Facing scrutiny over safety, Amazon fires two more employees
The e-commerce giant was urged to improve working conditions after cases of COVID-19 were reported at some facilities.
Amazon.com Inc said on Tuesday that it terminated two employees, who criticised the working conditions at the e-commerce giant’s warehouses in the wake of the coronavirus pandemic, for “repeatedly violating internal policies”.
The termination of Emily Cunningham and Maren Costa, who worked as user-experience designers in Seattle, comes two weeks after the company fired another employee Christian Smalls after he came to its Staten Island warehouse for a demonstration in violation of his paid quarantine.
The Seattle-based firm has been facing public scrutiny over safety and working conditions of warehouse, delivery and retail gig workers in the United States after cases of COVID-19 were reported in some of its facilities.
Amazon said it supported “every employee’s right to criticize their employer’s working conditions, but that does not come with blanket immunity against any and all internal policies.”
The world’s largest online retailer is racing to update safety protocols, keep warehouses functional and ship essential goods to shoppers who have been told by their governments to stay home to stop the spread of the coronavirus. It has now said it will roll out temperature checks and face masks for staff at all of its US and European warehouses.
Last month, New York City Mayor Bill de Blasio ordered the city’s Human Rights Commission to open an investigation to look into Christian Smalls’s allegations. Five Democratic lawmakers also wrote a letter to the company last week questioning the allegations.
Workers have clashed with Amazon in the US and elsewhere over the extent to which protective guidelines are implemented.
On Tuesday, Amazon in France was ordered to limit deliveries to essential goods only within 24 hours to allow for a deeper assessment of coronavirus risks at its sites in the country, trade union Sud said.

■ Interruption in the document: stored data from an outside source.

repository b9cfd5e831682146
// Copyright (C) 2026 Fred Clausen
// Use of this source code is governed by an MIT-style
// license that can be found in the LICENSE file or at
// https://opensource.org/licenses/MIT.

#![allow(clippy::expect_used, clippy::unwrap_used)]

mod helpers;
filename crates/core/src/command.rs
// Copyright (C) 2026 Fred Clausen
// Use of this source code is governed by an MIT-style
// license that can be found in the LICENSE file or at
// https://opensource.org/licenses/MIT.

use po_form_domain::{HeaderEdit, JobId, TalentEdit, TalentId};

/// A command represents user intent as data only.
///
/// Commands are the only way to request changes to the form. Reset and
/// submit are not commands: they act on the store as a whole.
#[derive(Debug, Clone, PartialEq, Eq)]
pub enum Command {
    /// Select or clear the client. Replaces all jobs with one blank job.
    SetClient {
        /// The client identifier, `None` to clear.
        client_id: Option<String>,
    },
    /// Change a single header field.
    SetHeaderField {
        /// The field and its new value.
        edit: HeaderEdit,
    },
    /// Append a blank job.
    AddJob,
    /// Remove a job.
    RemoveJob {
        /// The job to remove.
        job_id: JobId,
    },
    /// Select or clear a job's requisition. Empties the job's talents.
    SetJobRequisition {
        /// The job to change.
        job_id: JobId,
        /// The requisition key, `None` to clear.
        requisition_key: Option<String>,
    },
    /// Append a talent to a job.
    AddTalent {
        /// The job to add to.
        job_id: JobId,
        /// Roster talent to copy from; `None` adds a manual talent.
        source_talent_id: Option<String>,
    },
    /// Remove a talent from a job.
    RemoveTalent {
        /// The job holding the talent.
        job_id: JobId,
        /// The talent to remove.
        talent_id: TalentId,
    },
    /// Change a single talent field.
    SetTalentField {
        /// The job holding the talent.
        job_id: JobId,
        /// The talent to change.
        talent_id: TalentId,
        /// The field and its new value.
        edit: TalentEdit,
    },
}

impl Command {
    /// Returns the command name used in logs.
    #[must_use]
    pub const fn name(&self) -> &'static str {
        match self {
            Self::SetClient { .. } => "SetClient",
            Self::SetHeaderField { .. } => "SetHeaderField",
            Self::AddJob => "AddJob",
            Self::RemoveJob { .. } => "RemoveJob",
            Self::SetJobRequisition { .. } => "SetJobRequisition",
            Self::AddTalent { .. } => "AddTalent",
            Self::RemoveTalent { .. } => "RemoveTalent",
            Self::SetTalentField { .. } => "SetTalentField",
        }
    }
}
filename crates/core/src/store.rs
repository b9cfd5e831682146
// Copyright (C) 2026 Fred Clausen
// Use of this source code is governed by an MIT-style
// license that can be found in the LICENSE file or at
// https://opensource.org/licenses/MIT.

use crate::apply::apply;
use crate::command::Command;
use crate::error::CoreError;
use crate::ids::{IdGenerator, SequentialIds};
use crate::sink::SubmissionSink;
use crate::snapshot::PurchaseOrderSnapshot;
use crate::state::{Transition, TransitionResult};
use po_form_domain::{
    FormMode, FormState, HeaderEdit, JobId, ReferenceCatalog, RequisitionOption, RosterTalent,
    TalentEdit, TalentId, ValidationErrors, validate,
};
use tracing::{debug, info};

/// The result of a submit attempt.
#[derive(Debug, Clone, PartialEq, Eq)]
pub enum SubmitOutcome {
    /// The form was valid, is now locked, and the sink received it.
    Accepted,
    /// The form is invalid and stays editable. The errors are also stored
    /// on the form for display.
    Rejected(ValidationErrors),
    /// The form was already locked; the sink was not called.
    AlreadyLocked,
}

/// Owns the form for one editing session.
///
/// All changes go through [`Command`]s, applied with [`crate::apply`].
/// The catalog and the identifier generator are injected at construction.
#[derive(Debug)]
pub struct FormStore<C, G = SequentialIds> {
    catalog: C,
    ids: G,
    state: FormState,
}

impl<C: ReferenceCatalog> FormStore<C> {
    /// Creates a store with sequential identifiers.
    #[must_use]
    pub fn new(catalog: C) -> Self {
        Self::with_id_generator(catalog, SequentialIds::new())
    }
}

impl<C: ReferenceCatalog, G: IdGenerator> FormStore<C, G> {
    /// Creates a store drawing identifiers from `ids`.
    #[must_use]
    pub fn with_id_generator(catalog: C, mut ids: G) -> Self {
        let state: FormState = FormState::new(ids.next_job_id());
        Self {
            catalog,
            ids,
            state,
        }
    }

    /// Returns the current form.
    #[must_use]
    pub const fn state(&self) -> &FormState {
        &self.state
    }

    /// Returns the reference catalog.
    #[must_use]
    pub const fn catalog(&self) -> &C {
        &self.catalog
    }

    /// Returns whether the form has been submitted and locked.
    #[must_use]
    pub const fn is_locked(&self) -> bool {
        self.state.mode.is_locked()
    }

    /// Returns the errors from the last rejected submit.
    #[must_use]
    pub const fn errors(&self) -> &ValidationErrors {
        &self.state.errors
    }

    /// Applies a command.
    ///
    /// # Errors
    ///
    /// Returns an error if the command references data the catalog does
    /// not allow. The form is unchanged in that case.
    pub fn apply(&mut self, command: Command) -> Result<Transition, CoreError> {
        let name: &'static str = command.name();
        let result: TransitionResult = apply(&self.catalog, &self.state, command, &mut self.ids)
            .inspect_err(|e| debug!(command = name, "Command rejected: {e}"))?;

        match &result.transition {
            Transition::Ignored(reason) => debug!(command = name, %reason, "Command ignored"),
            transition => debug!(command = name, ?transition, "Command applied"),
        }

        self.state = result.new_state;
        Ok(result.transition)
    }

    /// Selects or clears the client, replacing all jobs with one blank job.
    ///
    /// # Errors
    ///
    /// Returns an error if the client is not in the catalog.
    pub fn set_client(&mut self, client_id: Option<&str>) -> Result<Transition, CoreError> {
        self.apply(Command::SetClient {
            client_id: client_id.map(ToString::to_string),
        })
    }

    /// Changes a single header field.
    ///
    /// # Errors
    ///
    /// Header edits do not fail; the `Result` matches the other operations.
    pub fn set_header_field(&mut self, edit: HeaderEdit) -> Result<Transition, CoreError> {
        self.apply(Command::SetHeaderField { edit })
    }

    /// Appends a blank job.
    ///
    /// # Errors
    ///
    /// Adding a job does not fail; the `Result` matches the other operations.
    pub fn add_job(&mut self) -> Result<Transition, CoreError> {
        self.apply(Command::AddJob)
    }

    /// Removes a job. Unknown jobs are ignored.
    ///
    /// # Errors
    ///
    /// Removing a job does not fail; the `Result` matches the other operations.
    pub fn remove_job(&mut self, job_id: JobId) -> Result<Transition, CoreError> {
        self.apply(Command::RemoveJob { job_id })
    }

    /// Selects or clears a job's requisition, emptying its talents.
    ///
    /// # Errors
    ///
    /// Returns an error if the requisition is unknown or not offered to the
    /// selected client.
    pub fn set_job_requisition(
        &mut self,
        job_id: JobId,
        requisition_key: Option<&str>,
    ) -> Result<Transition, CoreError> {
        self.apply(Command::SetJobRequisition {
            job_id,
            requisition_key: requisition_key.map(ToString::to_string),
        })
    }

    /// Appends a manual talent, or a roster talent when `source_talent_id` is given.
    ///
    /// Ignored when the PO type is Individual and a talent already exists.
    ///
    /// # Errors
    ///
    /// Returns an error if the roster talent is not a selectable talent of
    /// the job's requisition.
    pub fn add_talent(
        &mut self,
        job_id: JobId,
        source_talent_id: Option<&str>,
    ) -> Result<Transition, CoreError> {
        self.apply(Command::AddTalent {
            job_id,
            source_talent_id: source_talent_id.map(ToString::to_string),
        })
    }

    /// Appends the first selectable roster talent of the job's requisition.
    ///
    /// Returns `Ok(None)` when the job is unknown or has nothing selectable.
    ///
    /// # Errors
    ///
    /// See [`Self::add_talent`].
    pub fn add_first_roster_talent(
        &mut self,
        job_id: JobId,
    ) -> Result<Option<Transition>, CoreError> {
        let Some(first) = self.available_talents(job_id).first().map(|t| t.id.clone()) else {
            return Ok(None);
        };
        self.add_talent(job_id, Some(&first)).map(Some)
    }

    /// Removes a talent from a job. Unknown jobs or talents are ignored.
    ///
    /// # Errors
    ///
    /// Removing a talent does not fail; the `Result` matches the other operations.
    pub fn remove_talent(
        &mut self,
        job_id: JobId,
        talent_id: TalentId,
    ) -> Result<Transition, CoreError> {
        self.apply(Command::RemoveTalent { job_id, talent_id })
    }

    /// Changes a single talent field.
    ///
    /// # Errors
    ///
    /// Returns an error if a roster selection is not a selectable talent of
    /// the job's requisition.
    pub fn set_talent_field(
        &mut self,
        job_id: JobId,
        talent_id: TalentId,
        edit: TalentEdit,
    ) -> Result<Transition, CoreError> {
        self.apply(Command::SetTalentField {
            job_id,
            talent_id,
            edit,
        })
    }

    /// Discards everything and returns to the initial form.
    ///
    /// Works in every mode. The new blank job gets a fresh identifier.
    pub fn reset(&mut self) {
        self.state = FormState::new(self.ids.next_job_id());
        info!("Form reset");
    }

    /// Validates the form and, if it is valid, locks it and hands it to `sink`.
    pub fn submit(&mut self, sink: &mut dyn SubmissionSink) -> SubmitOutcome {
        if self.is_locked() {
            debug!("Submit ignored: form is locked");
            return SubmitOutcome::AlreadyLocked;
        }

        let errors: ValidationErrors = validate(&self.state);
        if !errors.is_empty() {
            debug!(error_count = errors.len(), "Submit rejected");
            self.state.errors = errors.clone();
            return SubmitOutcome::Rejected(errors);
        }

        self.state.errors = ValidationErrors::new();
        self.state.mode = FormMode::Locked;
        let snapshot: PurchaseOrderSnapshot =
            PurchaseOrderSnapshot::from_state(&self.state, &self.catalog);
        info!(
            po_number = %snapshot.po_number,
            jobs = snapshot.jobs.len(),
            talents = self.state.total_talents(),
            "Form submitted and locked"
        );
        sink.submit(&snapshot);
        SubmitOutcome::Accepted
    }

    /// Returns the display name of the selected client, empty if none.
    #[must_use]
    pub fn client_name(&self) -> &str {
        self.state
            .header
            .client_id
            .as_deref()
            .and_then(|id| self.catalog.client(id))
            .map_or("", |c| c.name.as_str())
    }

    /// Lists the requisitions of the selected client.
    #[must_use]
    pub fn requisition_options(&self) -> Vec<RequisitionOption> {
        self.state
            .header
            .client_id
            .as_deref()
            .map(|id| self.catalog.list_requisitions_for_client(id))
            .unwrap_or_default()
    }

    /// Lists the roster talents that can be picked for a job.
    #[must_use]
    pub fn available_talents(&self, job_id: JobId) -> Vec<&RosterTalent> {
        self.state
            .job(job_id)
            .and_then(|job| job.requisition_key.as_deref())
            .and_then(|key| self.catalog.get_requisition(key))
            .map(|req| req.selectable_talents())
            .unwrap_or_default()
    }

    /// Counts talents across all jobs.
    #[must_use]
    pub fn total_talents(&self) -> usize {
        self.state.total_talents()
    }

    /// Returns whether the surface should offer removing a job.
    #[must_use]
    pub fn can_remove_job(&self) -> bool {
        !self.is_locked() && self.state.jobs.len() > 1
    }
}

Some unions had been calling for the complete closure of Amazon‘s activities in France, or at the very least a further clampdown, after raising concerns over working conditions as the outbreak continues.
The basic goods Amazon will be allowed to ship include food and hygiene products or medical items, Sud said after receiving the ruling by the Nanterre court just outside Paris.
The court also ruled that Amazon will have to pay a penalty of one million euros per day of delay in complying with the order, the union added.
The Amazon website was receiving many orders for craft kits or home-improvement goods during France’s broad lockdown to contain the coronavirus. Some employees said that, in recent weeks, they were packing video games and sex toys.
Amazon came under scrutiny from labour inspectors and was told to improve conditions at five French sites. Of those, health conditions have now been met at three warehouses.
Amazon has said it has provided employees with sanitiser gel and other equipment, and that it has gone beyond government guidelines on safety distances. The e-commerce company has reported virus cases among warehouse staff and faced several demonstrations.
Amazon has also been contending with a surge in demand and on Monday said that it would hire 75,000 more US workers for jobs ranging from warehouse staff to delivery drivers.